If there is more than one tissue block, please provide the block that has the greatest amount of tumor tissue.  Tissue block will be returned at completion of testing.


(c) Add-on after prior testing in lab: contact UW Genetics lab

Processing Instructions

Reject due to: Decalcified sample

Spin: N

Aliquot: N

Temp: 2-8 C

Storage location: Affix large Cerner labels to tubes and place in refrigerator send-outs rack.


Off-site collection: Send whole blood refrigerated. Optimal results are achieved when samples are received within: 72 hours of collection for bone marrow and peripheral blood


Specimen Type Temperature Time
Whole blood Room temp 48 h
Whole blood Refrigerated 7 d
Whole blood Frozen N
Extracted DNA Room temp 3-4 d
Extracted DNA Refrigerated 1 y
Extracted DNA Frozen Indefinitely




STAT Performed TAT
N Accepted Mon - Fri from 0800 - 1500.  Performed once a week. 2-3 w


Performing Laboratory

University of Washington

Dept of Laboratory Medicine

UW Genetics Lab

1959 NE Pacific St, NW220
Seattle, WA 98195

Phone Number: (206) 520-4600


Department: Send Outs


Phone Number: (206) 987-2563

Reference Range

Interpretive report is provided.


Method: Exon 15 of the BRAF gene is analyzed by melting curve analysis to detect the V600E (GTG to GAG) and V600K (GTG to AAG) mutations in a modified protocol based on Ikenoue Cancer Genetics and Cytogenetics 2004;149:68–71. The test can normally detect a heterozygous mutation if it is present in more than about 5% of the cells in the sample. This test was developed and its performance characteristics determined by the Department of Laboratory Medicine at the University of Washington.

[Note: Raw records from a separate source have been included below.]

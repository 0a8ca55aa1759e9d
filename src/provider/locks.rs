//! Process-wide named locks for get-or-create of shared resources.

use std::collections::HashMap;
use std::sync::{Arc, LazyLock, Mutex, PoisonError};

use tokio::sync::{Mutex as AsyncMutex, OwnedMutexGuard};

static NAMED_LOCKS: LazyLock<Mutex<HashMap<String, Arc<AsyncMutex<()>>>>> =
    LazyLock::new(|| Mutex::new(HashMap::new()));

/// Acquires the lock for `name`, creating it on first use.
///
/// Two tasks creating the same shared resource (a security group, a
/// resource group) serialise here so only one of them creates it.
pub(crate) async fn lock_named(name: &str) -> OwnedMutexGuard<()> {
    let lock = {
        let mut locks = NAMED_LOCKS.lock().unwrap_or_else(PoisonError::into_inner);
        Arc::clone(locks.entry(name.to_owned()).or_default())
    };
    lock.lock_owned().await
}

#[cfg(test)]
mod tests {
    use std::time::Duration;

    use super::*;

    #[tokio::test(start_paused = true)]
    async fn same_name_serialises_holders() {
        let first = lock_named("kola-test-sg").await;
        let waiter = tokio::spawn(async { lock_named("kola-test-sg").await });
        tokio::time::sleep(Duration::from_secs(1)).await;
        assert!(!waiter.is_finished(), "second holder must wait");
        drop(first);
        assert!(waiter.await.is_ok());
    }

    #[tokio::test]
    async fn different_names_do_not_contend() {
        let _first = lock_named("kola-test-rg-a").await;
        let _second = lock_named("kola-test-rg-b").await;
    }
}
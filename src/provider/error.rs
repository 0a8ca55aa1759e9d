//! Error type shared by every provider.

use thiserror::Error;

use crate::command::CommandError;
use crate::retry::PollError;

use super::Platform;

/// Errors raised by provider operations.
///
/// Each variant names the step that failed so a multi-step creation chain
/// reports where it stopped.
#[derive(Debug, Error)]
pub enum ProviderError {
    /// Raised when provider settings are missing or inconsistent.
    #[error("invalid {platform} options: {message}")]
    InvalidOptions {
        /// Platform whose options were rejected.
        platform: Platform,
        /// Description of the problem.
        message: String,
    },
    /// Raised when a vendor CLI call fails.
    #[error("{step}: {source}")]
    Command {
        /// Step being performed.
        step: String,
        /// Underlying command failure.
        #[source]
        source: CommandError,
    },
    /// Raised when vendor CLI output cannot be interpreted.
    #[error("{step}: failed to parse output: {message}")]
    Parse {
        /// Step being performed.
        step: String,
        /// Parser error message.
        message: String,
    },
    /// Raised when an instance never reached the awaited state.
    #[error("{step}: {source}")]
    Readiness {
        /// Step being awaited.
        step: String,
        /// Timeout, cancellation or the fatal error that stopped the poll.
        #[source]
        source: Box<PollError<ProviderError>>,
    },
    /// Raised when an instance entered a state it cannot recover from.
    #[error("instance {instance_id} entered state {state}")]
    InstanceFailed {
        /// Provider identifier of the instance.
        instance_id: String,
        /// Reported state.
        state: String,
    },
    /// Raised when a running instance lacks a required address.
    #[error("instance {instance_id} has no {kind} address")]
    MissingAddress {
        /// Provider identifier of the instance.
        instance_id: String,
        /// `public` or `private`.
        kind: &'static str,
    },
    /// Raised when an operation needs state created by `setup`.
    #[error("{platform} provider used before cluster setup")]
    NotSetUp {
        /// Platform of the provider.
        platform: Platform,
    },
    /// Raised when `setup` runs more than once.
    #[error("{platform} provider was already set up")]
    AlreadySetUp {
        /// Platform of the provider.
        platform: Platform,
    },
    /// Raised when a local scratch file cannot be written.
    #[error("{step}: {message}")]
    Io {
        /// Step being performed.
        step: String,
        /// Operating system error string.
        message: String,
    },
    /// Raised when fetching console output over HTTP fails.
    #[error("{step}: {message}")]
    Http {
        /// Step being performed.
        step: String,
        /// Transport error message.
        message: String,
    },
}

impl ProviderError {
    /// Returns `true` when the error is a readiness timeout rather than a hard
    /// failure.
    #[must_use]
    pub fn is_timeout(&self) -> bool {
        matches!(self, Self::Readiness { source, .. } if source.is_timeout())
    }

    pub(crate) fn readiness(step: &str, source: PollError<Self>) -> Self {
        Self::Readiness {
            step: step.to_owned(),
            source: Box::new(source),
        }
    }
}
impl AwsProvider {
    /// Creates the provider after validating `config`.
    ///
    /// # Errors
    ///
    /// Returns [`ProviderError::InvalidOptions`] when required settings are
    /// missing.
    pub fn new(
        config: AwsConfig,
        runner: Arc<dyn CommandRunner>,
        log: &Logger,
    ) -> Result<Self, ProviderError> {
        config
            .validate()
            .map_err(|err| ProviderError::InvalidOptions {
                platform: Platform::Aws,
                message: err.to_string(),
            })?;
        let mut global_args = os_args(["--output", "json", "--region", config.region.as_str()]);
        if let Some(profile) = &config.profile {
            global_args.extend(os_args(["--profile", profile.as_str()]));
        }
        let cli = VendorCli::new(config.cli_bin.clone(), global_args, runner);
        Ok(Self {
            cli,
            log: log.new(o!("platform" => "aws", "region" => config.region.clone())),
            config,
            poll: Poll::INSTANCE_BOOT,
            key_name: OnceLock::new(),
        })
    }

    /// Overrides the instance readiness budget.
    #[must_use]
    pub const fn with_poll(mut self, poll: Poll) -> Self {
        self.poll = poll;
        self
    }

    fn key_name(&self) -> Option<&str> {
        self.key_name.get().and_then(Option::as_deref)
    }

    async fn do_setup(&self, identity: &ClusterIdentity) -> Result<(), ProviderError> {
        if self.key_name.get().is_some() {
            return Err(ProviderError::AlreadySetUp {
                platform: Platform::Aws,
            });
        }
        let key_name = match &identity.ssh_public_key {
            Some(key) => {
                let file = scratch_file("write public key", key)?;
                let mut args = os_args([
                    "ec2",
                    "import-key-pair",
                    "--key-name",
                    identity.name.as_str(),
                ]);
                args.push(OsString::from("--public-key-material"));
                args.push(path_arg("fileb://", &file));
                self.cli.run("import key pair", args).await?;
                info!(self.log, "imported key pair"; "key" => &identity.name);
                Some(identity.name.clone())
            }
            None => None,
        };
        self.key_name
            .set(key_name)
            .map_err(|_| ProviderError::AlreadySetUp {
                platform: Platform::Aws,
            })
    }

    async fn ensure_security_group(&self) -> Result<SecurityGroup, ProviderError> {
        let name = self.config.security_group.as_str();
        let _guard = lock_named(&format!("aws-security-group-{name}")).await;
        let filter = format!("Name=group-name,Values={name}");
        let existing: SecurityGroups = self
            .cli
            .json(
                "describe security groups",
                os_args(["ec2", "describe-security-groups", "--filters", filter.as_str()]),
            )
            .await?;
        if let Some(group) = existing.security_groups.into_iter().next() {
            return Ok(group);
        }

        let vpcs: Vpcs = self
            .cli
            .json(
                "describe default vpc",
                os_args(["ec2", "describe-vpcs", "--filters", "Name=isDefault,Values=true"]),
            )
            .await?;
        let vpc_id = vpcs
            .vpcs
            .into_iter()
            .next()
            .map(|vpc| vpc.vpc_id)
            .ok_or_else(|| ProviderError::Parse {
                step: String::from("describe default vpc"),
                message: String::from("account has no default VPC"),
            })?;

        let created: CreatedGroup = self
            .cli
            .json(
                "create security group",
                os_args([
                    "ec2",
                    "create-security-group",
                    "--group-name",
                    name,
                    "--description",
                    SECURITY_GROUP_DESCRIPTION,
                    "--vpc-id",
                    vpc_id.as_str(),
                ]),
            )
            .await?;
        info!(self.log, "created security group"; "group" => &created.group_id);

        if let Err(err) = self.authorize_ingress(&created.group_id).await {
            let delete = os_args([
                "ec2",
                "delete-security-group",
                "--group-id",
                created.group_id.as_str(),
            ]);
            let mut rollback = Rollback::new(&self.cli, &self.log);
            rollback.push("delete security group", delete);
            rollback.unwind().await;
            return Err(err);
        }

        Ok(SecurityGroup {
            group_id: created.group_id,
            vpc_id: Some(vpc_id),
        })
    }

    async fn authorize_ingress(&self, group_id: &str) -> Result<(), ProviderError> {
        self.cli
            .run(
                "authorize ssh ingress",
                os_args([
                    "ec2",
                    "authorize-security-group-ingress",
                    "--group-id",
                    group_id,
                    "--protocol",
                    "tcp",
                    "--port",
                    "22",
                    "--cidr",
                    "0.0.0.0/0",
                ]),
            )
            .await?;
        self.cli
            .run(
                "authorize intra-group ingress",
                os_args([
                    "ec2",
                    "authorize-security-group-ingress",
                    "--group-id",
                    group_id,
                    "--protocol",
                    "all",
                    "--source-group",
                    group_id,
                ]),
            )
            .await?;
        Ok(())
    }

    async fn subnet_for(&self, vpc_id: &str) -> Result<String, ProviderError> {
        let filter = format!("Name=vpc-id,Values={vpc_id}");
        let subnets: Subnets = self
            .cli
            .json(
                "describe subnets",
                os_args(["ec2", "describe-subnets", "--filters", filter.as_str()]),
            )
            .await?;
        subnets
            .subnets
            .into_iter()
            .next()
            .map(|subnet| subnet.subnet_id)
            .ok_or_else(|| ProviderError::Parse {
                step: String::from("describe subnets"),
                message: format!("no subnet in {vpc_id}"),
            })
    }

    async fn create(
        &self,
        request: &InstanceRequest,
        cancel: &CancelSignal,
    ) -> Result<Instance, ProviderError> {
        let group = self.ensure_security_group().await?;
        let vpc_id = group.vpc_id.clone().ok_or_else(|| ProviderError::Parse {
            step: String::from("describe security groups"),
            message: format!("security group {} has no VPC", group.group_id),
        })?;
        let subnet_id = self.subnet_for(&vpc_id).await?;
        let user_data = scratch_file("write user-data", &request.user_data)?;
        let tags = format!(
            "ResourceType=instance,Tags=[{{Key=Name,Value={}}},{{Key={CREATED_BY_KEY},Value={CREATED_BY_VALUE}}}]",
            request.name
        );

        let mut args = os_args([
            "ec2",
            "run-instances",
            "--image-id",
            self.config.ami.as_str(),
            "--instance-type",
            self.config.instance_type.as_str(),
            "--count",
            "1",
            "--security-group-ids",
            group.group_id.as_str(),
            "--subnet-id",
            subnet_id.as_str(),
            "--tag-specifications",
            tags.as_str(),
        ]);
        args.push(OsString::from("--user-data"));
        args.push(path_arg("file://", &user_data));
        if let Some(key) = self.key_name() {
            args.extend(os_args(["--key-name", key]));
        }

        let launched: RunInstances = self.cli.json("run instances", args).await?;
        let instance_id = launched
            .instances
            .into_iter()
            .next()
            .map(|instance| instance.instance_id)
            .ok_or_else(|| ProviderError::Parse {
                step: String::from("run instances"),
                message: String::from("no instance in response"),
            })?;
        debug!(self.log, "instance launched"; "instance" => &instance_id, "name" => &request.name);

        let mut rollback = Rollback::new(&self.cli, &self.log);
        rollback.push("terminate instance", terminate_args(&[instance_id.as_str()]));

        let waited = poll_for(self.poll, cancel, || self.running_addresses(&instance_id)).await;
        match waited {
            Ok(addresses) => {
                rollback.commit();
                info!(self.log, "instance running"; "instance" => &instance_id);
                Ok(Instance {
                    id: instance_id,
                    name: request.name.clone(),
                    addresses,
                    floating_ip: None,
                })
            }
            Err(err) => {
                rollback.unwind().await;
                Err(ProviderError::readiness("wait for instance running", err))
            }
        }
    }

    async fn describe(&self, instance_id: &str) -> Result<Ec2Instance, ProviderError> {
        let described: Reservations = self
            .cli
            .json(
                "describe instance",
                os_args(["ec2", "describe-instances", "--instance-ids", instance_id]),
            )
            .await?;
        described
            .reservations
            .into_iter()
            .flat_map(|reservation| reservation.instances)
            .find(|instance| instance.instance_id == instance_id)
            .ok_or_else(|| ProviderError::Parse {
                step: String::from("describe instance"),
                message: format!("instance {instance_id} not found"),
            })
    }

    async fn running_addresses(
        &self,
        instance_id: &str,
    ) -> Result<Option<Addresses>, ProviderError> {
        let instance = self.describe(instance_id).await?;
        match instance.state_name() {
            "running" => {
                let addresses = instance.addresses();
                Ok(addresses.public.is_some().then_some(addresses))
            }
            "shutting-down" | "terminated" => Err(ProviderError::InstanceFailed {
                state: instance.state_name().to_owned(),
                instance_id: instance.instance_id,
            }),
            _ => Ok(None),
        }
    }

    async fn console(&self, instance: &Instance) -> Result<Vec<u8>, ProviderError> {
        let console: ConsoleOutput = self
            .cli
            .json(
                "get console output",
                os_args([
                    "ec2",
                    "get-console-output",
                    "--instance-id",
                    instance.id.as_str(),
                    "--latest",
                ]),
            )
            .await?;
        Ok(console.output.unwrap_or_default().into_bytes())
    }

    async fn collect_garbage(&self, grace_period: Duration) -> Result<GcSummary, ProviderError> {
        let tag_filter = format!("Name=tag:{CREATED_BY_KEY},Values={CREATED_BY_VALUE}");
        let listed: Reservations = self
            .cli
            .json(
                "list tagged instances",
                os_args([
                    "ec2",
                    "describe-instances",
                    "--filters",
                    tag_filter.as_str(),
                    "Name=instance-state-name,Values=pending,running,stopped",
                ]),
            )
            .await?;

        let now = chrono::Utc::now();
        let mut summary = GcSummary::default();
        let mut expired = Vec::new();
        for instance in listed.reservations.into_iter().flat_map(|r| r.instances) {
            let Some(launched) = instance.launch_time.as_deref() else {
                summary.skipped += 1;
                continue;
            };
            match parse_timestamp("list tagged instances", launched) {
                Ok(stamp) if is_expired(stamp, now, grace_period) => {
                    expired.push(instance.instance_id);
                }
                Ok(_) => summary.skipped += 1,
                Err(err) => summary.record_failure(
                    &self.log,
                    &instance.instance_id,
                    "read launch time",
                    &err,
                ),
            }
        }

        if !expired.is_empty() {
            let ids: Vec<&str> = expired.iter().map(String::as_str).collect();
            let args = terminate_args(&ids);
            match self.cli.run("terminate expired instances", args).await {
                Ok(_) => {
                    info!(self.log, "terminated expired instances"; "count" => expired.len());
                    summary.terminated = expired;
                }
                Err(err) => summary.record_failure(
                    &self.log,
                    &expired.join(","),
                    "terminate expired instances",
                    &err,
                ),
            }
        }
        Ok(summary)
    }
}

Analytical Volume: None specified

Limitations: None specified

CPT Codes

81210           (updated 1/16/17 by sstasi) 

Clinical Utility

This test detects mutations in exon 15 of the BRAF gene, which includes codon 600. Somatic mutations in BRAF occur in about 50% of melanomas and about 10-15% of colon cancers and are associated with responsiveness to BRAF inhibitors, and resistance to antibody therapy against the EGF receptor. This test can normally detect a heterozygous mutation if it is present in more than about 5% of the cells in the sample.


Send Out Instructions

Reference Test Name: BRAF Mutations
Reference Test Number: BRAF
Instructions: Send out M - F with the UW courier.